Mark joined Martin Currie as Head of Income in November 2015 and has over 19 years’ experience. He was appointed Portfolio Manager of Securities Trust of Scotland in May 2016 and co-manages the Martin Currie Global Equity Income strategy. Previously, Mark worked at Sarasin & Partners where he constructed and managed a range of income, balanced, growth, and absolute return portfolios; he became lead manager for its thematic funds in the Global Dividend range in 2007, and latterly was appointed Head of Equity Income from 2010. 

Martin Currie are active equity specialists, crafting high-conviction portfolios for client-focused solutions.

Central to Martin Currie's investment philosophy is the belief that equity markets undervalue companies that deliver growth through sustainable long-term value creation. We believe that the very best way to capture returns for our clients is to invest for the long term by identifying high-quality opportunities at sensible valuations.

So how do we go about this? We believe fundamental research is the most effective method to identify these high-quality opportunities, and that by combining bottom-up stockpicking with skilled portfolio construction we will deliver consistent risk-adjusted returns for our clients. Overlaying all of this is an independent and dynamic risk function that enables an optimum risk allocation, with all portfolios continuously monitored for correlated, unintended and excessive risk.

Effective stewardship of capital is at the heart of our client proposition. Central to this is a highly differentiated approach to ESG analysis which is embedded in every part of the investment process. From this we gain a holistic view of investee companies and an insight into their culture. This builds an understanding of material risks and opportunities, develops conviction in ideas, and allows us to deliver differentiated client outcomes.
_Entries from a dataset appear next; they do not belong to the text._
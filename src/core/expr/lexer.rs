//! Tokenizer.

use std::fmt;

#[derive(Debug, Clone, PartialEq)]
pub(crate) enum Token {
    Int(i64),
    Float(f64),
    Str(String),
    Ident(String),
    True,
    False,
    Null,
    In,
    LParen,
    RParen,
    LBracket,
    RBracket,
    Comma,
    Dot,
    Question,
    Colon,
    Not,
    And,
    Or,
    Eq,
    Ne,
    Lt,
    Le,
    Gt,
    Ge,
    Plus,
    Minus,
    Star,
    Slash,
    Percent,
}

impl fmt::Display for Token {
    fn fmt(&self, f: &mut fmt::Formatter<'_>) -> fmt::Result {
        match self {
            Self::Int(n) => write!(f, "{}", n),
            Self::Float(n) => write!(f, "{}", n),
            Self::Str(s) => write!(f, "{:?}", s),
            Self::Ident(s) => f.write_str(s),
            Self::True => f.write_str("true"),
            Self::False => f.write_str("false"),
            Self::Null => f.write_str("null"),
            Self::In => f.write_str("in"),
            Self::LParen => f.write_str("("),
            Self::RParen => f.write_str(")"),
            Self::LBracket => f.write_str("["),
            Self::RBracket => f.write_str("]"),
            Self::Comma => f.write_str(","),
            Self::Dot => f.write_str("."),
            Self::Question => f.write_str("?"),
            Self::Colon => f.write_str(":"),
            Self::Not => f.write_str("!"),
            Self::And => f.write_str("&&"),
            Self::Or => f.write_str("||"),
            Self::Eq => f.write_str("=="),
            Self::Ne => f.write_str("!="),
            Self::Lt => f.write_str("<"),
            Self::Le => f.write_str("<="),
            Self::Gt => f.write_str(">"),
            Self::Ge => f.write_str(">="),
            Self::Plus => f.write_str("+"),
            Self::Minus => f.write_str("-"),
            Self::Star => f.write_str("*"),
            Self::Slash => f.write_str("/"),
            Self::Percent => f.write_str("%"),
        }
    }
}

/// Split `source` into tokens.
pub(crate) fn tokenize(source: &str) -> Result<Vec<Token>, String> {
    let chars: Vec<char> = source.chars().collect();
    let mut tokens = Vec::new();
    let mut i = 0;

    while i < chars.len() {
        let c = chars[i];
        let next = chars.get(i + 1).copied();

        if c.is_whitespace() {
            i += 1;
            continue;
        }

        let (token, width) = match (c, next) {
            ('&', Some('&')) => (Token::And, 2),
            ('|', Some('|')) => (Token::Or, 2),
            ('=', Some('=')) => (Token::Eq, 2),
            ('!', Some('=')) => (Token::Ne, 2),
            ('<', Some('=')) => (Token::Le, 2),
            ('>', Some('=')) => (Token::Ge, 2),
            ('<', _) => (Token::Lt, 1),
            ('>', _) => (Token::Gt, 1),
            ('!', _) => (Token::Not, 1),
            ('(', _) => (Token::LParen, 1),
            (')', _) => (Token::RParen, 1),
            ('[', _) => (Token::LBracket, 1),
            (']', _) => (Token::RBracket, 1),
            (',', _) => (Token::Comma, 1),
            ('.', Some(d)) if !d.is_ascii_digit() => (Token::Dot, 1),
            ('.', None) => (Token::Dot, 1),
            ('?', _) => (Token::Question, 1),
            (':', _) => (Token::Colon, 1),
            ('+', _) => (Token::Plus, 1),
            ('-', _) => (Token::Minus, 1),
            ('*', _) => (Token::Star, 1),
            ('/', _) => (Token::Slash, 1),
            ('%', _) => (Token::Percent, 1),
            ('"' | '\'', _) => {
                let (text, width) = string(&chars[i..])?;
                (Token::Str(text), width)
            }
            (c, _) if c.is_ascii_digit() || c == '.' => number(&chars[i..])?,
            (c, _) if c.is_alphabetic() || c == '_' => {
                let width = chars[i..]
                    .iter()
                    .take_while(|c| c.is_alphanumeric() || **c == '_')
                    .count();
                let word: String = chars[i..i + width].iter().collect();
                let token = match word.as_str() {
                    "true" => Token::True,
                    "false" => Token::False,
                    "null" => Token::Null,
                    "in" => Token::In,
                    _ => Token::Ident(word),
                };
                (token, width)
            }
            (other, _) => return Err(format!("unexpected character '{}' at {}", other, i)),
        };

        tokens.push(token);
        i += width;
    }

    Ok(tokens)
}

fn string(chars: &[char]) -> Result<(String, usize), String> {
    let quote = chars[0];
    let mut out = String::new();
    let mut i = 1;
    loop {
        match chars.get(i) {
            None => return Err("unterminated string literal".to_string()),
            Some(c) if *c == quote => return Ok((out, i + 1)),
            Some('\\') => {
                let escaped = chars
                    .get(i + 1)
                    .ok_or_else(|| "unterminated string literal".to_string())?;
                out.push(match escaped {
                    'n' => '\n',
                    't' => '\t',
                    'r' => '\r',
                    '0' => '\0',
                    other => *other,
                });
                i += 2;
            }
            Some(c) => {
                out.push(*c);
                i += 1;
            }
        }
    }
}

fn number(chars: &[char]) -> Result<(Token, usize), String> {
    let width = chars
        .iter()
        .take_while(|c| c.is_ascii_alphanumeric() || **c == '.' || **c == '_')
        .count();
    let text: String = chars[..width].iter().filter(|c| **c != '_').collect();
    if let Ok(n) = text.parse::<i64>() {
        return Ok((Token::Int(n), width));
    }
    text.parse::<f64>()
        .map(|n| (Token::Float(n), width))
        .map_err(|_| format!("invalid number '{}'", text))
}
At a stock level, the top performer over the period was US diversified manufacturer Leggett & Platt driven by its strong bedding business. Taiwan Semiconductor Manufacturing Company was also a notable contributor following a better-than-expected quarter driven by several new product launches in smartphones and high-performance computers.


European multinational aerospace corporation, Airbus was another positive for the portfolio during the month. The company moved on from tariff concerns to deliver a decent third quarter and though there are some short-term aircraft delivery issues, Airbus looks set to deliver on its 2021 production targets. On the other side, French multinational advertising and PR firm Publicis was the biggest drag on portfolio performance.


Its third quarter organic sales growth was worse than expected and it reduced guidance owing to the commercial realignment of a new acquisition and a weak US market. Elsewhere, French food-products business Danone also struggled after lower-than-expected organic sales in the quarter; although guidance for the medium term remains intact. Global aerospace giant Lockheed Martin was another disappointment during the period. Despite having a decent third quarter, its 2020 guidance was seen as conservative and weighed on investor sentiment. In terms of portfolio activity, there were no new purchases or outright sales during the period.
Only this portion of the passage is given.